Demographics of lipoprotein(a) and stroke: The UK biobank

Introduction

Lipoprotein(a) [Lp(a)] is associated with ischemic stroke, but the strength of association based on demographic differences remains unclear. We aimed to investigate the association between Lp(a)>125 nmol/L and stroke by age, sex, and racial/ethnic subgroups.

Methods

Using data from the UK Biobank, we included 353,309 participants with an Lp(a) measurement without a history of atherosclerotic cardiovascular disease (ASCVD). Stroke was defined as ischemic stroke or hemorrhagic stroke (with subtypes subarachnoid hemorrhage and intracerebral hemorrhage). Cox proportional hazards models were used to evaluate the association between elevated Lp(a) and stroke (ischemic or hemorrhagic), adjusted for ASCVD risk factors, race/ethnicity, lipid lowering therapy, antiplatelet and anticoagulation medications. Outcomes were defined using ICD-10 codes.

Results

The study population consisted of 55.7 % women and 94 % White individuals with average age of 56 years. The median Lp(a) level was 20.9 [IQR 9.5, 61.4] nmol/L and prevalence of Lp(a) >125 nmol/L was 11.1 % (n = 39,067). Over a median follow-up of 13.8 [13.1, 14.5] years, there were 5002 (1.4 %) ischemic strokes and 1462 (0.4 %) hemorrhagic strokes. Lp(a) > 125 nmol/L was associated with increased risk for ischemic stroke (HR 1.12, 95 % CI 1.02–1.22, P = 0.019), but not hemorrhagic stroke (HR 0.95, 95 % CI 0.79–1.13, P = 0.545).

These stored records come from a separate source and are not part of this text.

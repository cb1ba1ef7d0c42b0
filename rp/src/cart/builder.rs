//! Cart construction, modification and pricing

use rust_decimal::Decimal;
use sessionstore::{generate_id, now_ms};
use tracing::{debug, info};

use super::model::{Cart, CartModification, CartState, LineItem};
use super::pricing::PricingConfig;
use super::quantity::QuantityPolicy;
use super::CartError;
use crate::domain::{Category, OptionsCatalog, Package, Requirements, VendorOption};

/// Builds and modifies carts under one pricing and quantity policy
#[derive(Debug, Clone, Default)]
pub struct CartBuilder {
    pricing: PricingConfig,
    quantities: QuantityPolicy,
}

impl CartBuilder {
    pub fn new(pricing: PricingConfig, quantities: QuantityPolicy) -> Self {
        Self { pricing, quantities }
    }

    pub fn pricing(&self) -> &PricingConfig {
        &self.pricing
    }

    pub fn quantities(&self) -> &QuantityPolicy {
        &self.quantities
    }

    /// Materialize a package into one line per selected option
    pub fn build(&self, package: &Package, requirements: &Requirements) -> Result<Cart, CartError> {
        debug!(package_id = %package.package_id, "build: called");
        let mut cart = self.empty_cart();
        cart.package_id = Some(package.package_id.clone());

        for (category, option) in &package.selections {
            let quantity = self.quantities.quantity_for(*category, requirements);
            let line_id = cart.allocate_line_id();
            cart.lines.push(LineItem::new(line_id, option.clone(), quantity));
        }

        cart.state = CartState::Built;
        self.recompute(&mut cart)?;
        info!(
            cart_id = %cart.cart_id,
            lines = cart.lines.len(),
            total = %cart.total,
            "Built cart"
        );
        Ok(cart)
    }

    /// Assemble a cart from explicit options and quantities
    pub fn from_lines(&self, lines: Vec<(VendorOption, u32)>) -> Result<Cart, CartError> {
        debug!(count = lines.len(), "from_lines: called");
        let mut cart = self.empty_cart();
        for (option, quantity) in lines {
            if quantity == 0 {
                return Err(CartError::ConstraintViolation {
                    reason: format!("option {} has zero quantity", option.option_id),
                });
            }
            let line_id = cart.allocate_line_id();
            cart.lines.push(LineItem::new(line_id, option, quantity));
        }
        if !cart.lines.is_empty() {
            cart.state = CartState::Built;
        }
        self.recompute(&mut cart)?;
        Ok(cart)
    }

    /// Apply one modification, returning the updated cart
    ///
    /// The input cart is never touched; on error the caller still holds the
    /// unchanged original.
    pub fn modify(
        &self,
        cart: &Cart,
        modification: &CartModification,
        catalog: &OptionsCatalog,
        requirements: &Requirements,
    ) -> Result<Cart, CartError> {
        debug!(cart_id = %cart.cart_id, modification = %modification.describe(), "modify: called");
        if cart.is_finalized() {
            return Err(CartError::ConstraintViolation {
                reason: "cart is finalized".to_string(),
            });
        }

        let mut next = cart.clone();
        match modification {
            CartModification::AddLineItem { option_id, quantity } => {
                let option = lookup(catalog, option_id)?;
                let quantity = quantity.unwrap_or_else(|| self.quantities.quantity_for(option.category, requirements));
                let line_id = next.allocate_line_id();
                next.lines.push(LineItem::new(line_id, option.clone(), quantity));
            }
            CartModification::RemoveLineItem { line_id } => {
                let idx = line_index(&next, line_id)?;
                next.lines.remove(idx);
            }
            CartModification::ChangeQuantity { line_id, quantity } => {
                let idx = line_index(&next, line_id)?;
                next.lines[idx].quantity = *quantity;
            }
            CartModification::SwapOption { line_id, option_id } => {
                let idx = line_index(&next, line_id)?;
                let option = lookup(catalog, option_id)?;
                let line = &mut next.lines[idx];
                if option.category != line.category {
                    return Err(CartError::ConstraintViolation {
                        reason: format!(
                            "cannot swap {} line {} for {} option {}",
                            line.category, line_id, option.category, option_id
                        ),
                    });
                }
                line.option = option.clone();
            }
        }

        self.check_constraints(cart, &next, requirements)?;
        next.state = CartState::Modified;
        self.recompute(&mut next)?;
        Ok(next)
    }

    /// Mark a cart confirmed
    pub fn finalize(&self, cart: &Cart) -> Result<Cart, CartError> {
        debug!(cart_id = %cart.cart_id, state = %cart.state, "finalize: called");
        match cart.state {
            CartState::Built | CartState::Modified => {
                let mut done = cart.clone();
                done.state = CartState::Finalized;
                done.updated_at = now_ms();
                Ok(done)
            }
            other => Err(CartError::ConstraintViolation {
                reason: format!("cannot finalize a cart in state {}", other),
            }),
        }
    }

    fn empty_cart(&self) -> Cart {
        let now = now_ms();
        Cart {
            cart_id: generate_id("cart"),
            package_id: None,
            state: CartState::Empty,
            lines: Vec::new(),
            subtotal: Decimal::ZERO,
            tax: Decimal::ZERO,
            fees: Decimal::ZERO,
            total: Decimal::ZERO,
            next_line: 0,
            created_at: now,
            updated_at: now,
        }
    }

    /// Reprice every line and refresh the totals
    ///
    /// Fails without touching the totals when any amount overflows.
    fn recompute(&self, cart: &mut Cart) -> Result<(), CartError> {
        let overflow = || CartError::ConstraintViolation {
            reason: "cart amounts exceed the largest representable total".to_string(),
        };

        let mut subtotal = Decimal::ZERO;
        for line in &mut cart.lines {
            let line_total = line.reprice().ok_or_else(overflow)?;
            subtotal = subtotal.checked_add(line_total).ok_or_else(overflow)?;
        }
        let tax = self.pricing.tax(subtotal).ok_or_else(overflow)?;
        let fees = self.pricing.fees(subtotal).ok_or_else(overflow)?;
        let total = subtotal
            .checked_add(tax)
            .and_then(|t| t.checked_add(fees))
            .ok_or_else(overflow)?;

        cart.subtotal = subtotal;
        cart.tax = tax;
        cart.fees = fees;
        cart.total = total;
        cart.updated_at = now_ms();
        Ok(())
    }

    fn check_constraints(&self, before: &Cart, after: &Cart, requirements: &Requirements) -> Result<(), CartError> {
        let violation = |reason: String| Err(CartError::ConstraintViolation { reason });

        if let Some(line) = after.lines.iter().find(|l| l.quantity == 0) {
            return violation(format!("line {} has zero quantity", line.line_id));
        }

        for category in &requirements.categories {
            if before.lines_in(*category).next().is_some() && after.lines_in(*category).next().is_none() {
                return violation(format!("required category {} would have no line item", category));
            }
        }

        for category in [Category::Hotels, Category::MeetingRooms] {
            if !requirements.requires(category) {
                continue;
            }
            let need = self.quantities.capacity_needed(category, requirements);
            let Some(after_cap) = capacity(after, category) else {
                continue;
            };
            let reduced = capacity(before, category).is_none_or(|b| after_cap < b);
            if after_cap < need && reduced {
                let unit = if category == Category::Hotels { "rooms" } else { "seats" };
                return violation(format!(
                    "{} would provide {} {} but {} are needed",
                    category, after_cap, unit, need
                ));
            }
        }
        Ok(())
    }
}

/// Total capacity of a category's lines; None when any line lacks the attribute
fn capacity(cart: &Cart, category: Category) -> Option<u32> {
    let mut total = 0u32;
    let mut any = false;
    for line in cart.lines_in(category) {
        total = total.saturating_add(line.option.capacity()?);
        any = true;
    }
    any.then_some(total)
}

fn line_index(cart: &Cart, line_id: &str) -> Result<usize, CartError> {
    cart.lines
        .iter()
        .position(|l| l.line_id == line_id)
        .ok_or_else(|| CartError::InvalidLineItem {
            line_id: line_id.to_string(),
        })
}

fn lookup<'a>(catalog: &'a OptionsCatalog, option_id: &str) -> Result<&'a VendorOption, CartError> {
    catalog.find(option_id).ok_or_else(|| CartError::UnknownOption {
        option_id: option_id.to_string(),
    })
}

The association between Lp(a)>125 nmol/L and ischemic stroke did not vary by age (p-interaction=0.691) or race/ethnicity (p-interaction 0.526) but did vary by sex (p-interaction=0.041) with an association among men (HR 1.20, 95 % CI 1.07–1.36) but not among women.

Conclusion

Lp(a) is independently associated with ischemic stroke, with variation by sex but not age or race/ethnicity. Lp(a) was not significantly associated with hemorrhagic stroke.